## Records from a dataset
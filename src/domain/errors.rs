use thiserror::Error;

/// Why a single term could not be reduced to a real number.
#[derive(Debug, Clone, PartialEq, Error)]
pub enum NumericError {
    #[error("division by zero")]
    DivisionByZero,

    #[error("{function}({argument}) is undefined")]
    Domain { function: &'static str, argument: f64 },

    #[error("{operation} has no real value")]
    Complex { operation: String },

    #[error("result is too large to represent")]
    Overflow,

    #[error("result is undefined")]
    Undefined,
}

/// A malformed formula, with the character offset the parser stopped at.
#[derive(Debug, Clone, PartialEq, Error)]
#[error("{message} at position {position}")]
pub struct ParseError {
    pub message: String,
    pub position: usize,
}

impl ParseError {
    pub fn new(message: impl Into<String>, position: usize) -> Self {
        Self {
            message: message.into(),
            position,
        }
    }
}

/// Every way a sequence request can fail.
///
/// Variants are listed in the order the aggregator checks for them; the
/// first failing check determines which one a caller sees.
#[derive(Debug, Clone, PartialEq, Error)]
pub enum EvaluationError {
    #[error("the limits ({lower}, {upper}) must be valid integers")]
    RangeFormat { lower: String, upper: String },

    #[error(
        "the limits must be positive integers (m and n must be greater than or equal to 1), got ({lower}, {upper})"
    )]
    RangeBounds { lower: i64, upper: i64 },

    #[error("the lower limit ({lower}) must be less than or equal to the upper limit ({upper})")]
    RangeOrder { lower: i64, upper: i64 },

    #[error("the formula cannot be empty")]
    EmptyFormula,

    #[error(
        "the formula '{formula}' has a syntax error ({detail}). Make sure to use valid operators and that the expression is correct (for example, '1/k', 'k^2', '2*k + 1')"
    )]
    Syntax { formula: String, detail: ParseError },

    #[error("could not evaluate the term k={index} of '{formula}': {cause}")]
    Eval {
        index: i64,
        formula: String,
        cause: NumericError,
    },
}

impl EvaluationError {
    /// Name of the error class, stable across message wording changes.
    pub fn kind(&self) -> &'static str {
        match self {
            EvaluationError::RangeFormat { .. } => "RangeFormatError",
            EvaluationError::RangeBounds { .. } => "RangeBoundsError",
            EvaluationError::RangeOrder { .. } => "RangeOrderError",
            EvaluationError::EmptyFormula => "EmptyFormulaError",
            EvaluationError::Syntax { .. } => "SyntaxError",
            EvaluationError::Eval { .. } => "EvalError",
        }
    }
}

pub type EvaluationResult<T> = Result<T, EvaluationError>;
pub type NumericResult<T> = Result<T, NumericError>;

## Exercise prompt
Of the lines above, copy each one that contains the word "could".

## Reply to the task
/// Why a single term could not be reduced to a real number.
    #[error("could not evaluate the term k={index} of '{formula}': {cause}")]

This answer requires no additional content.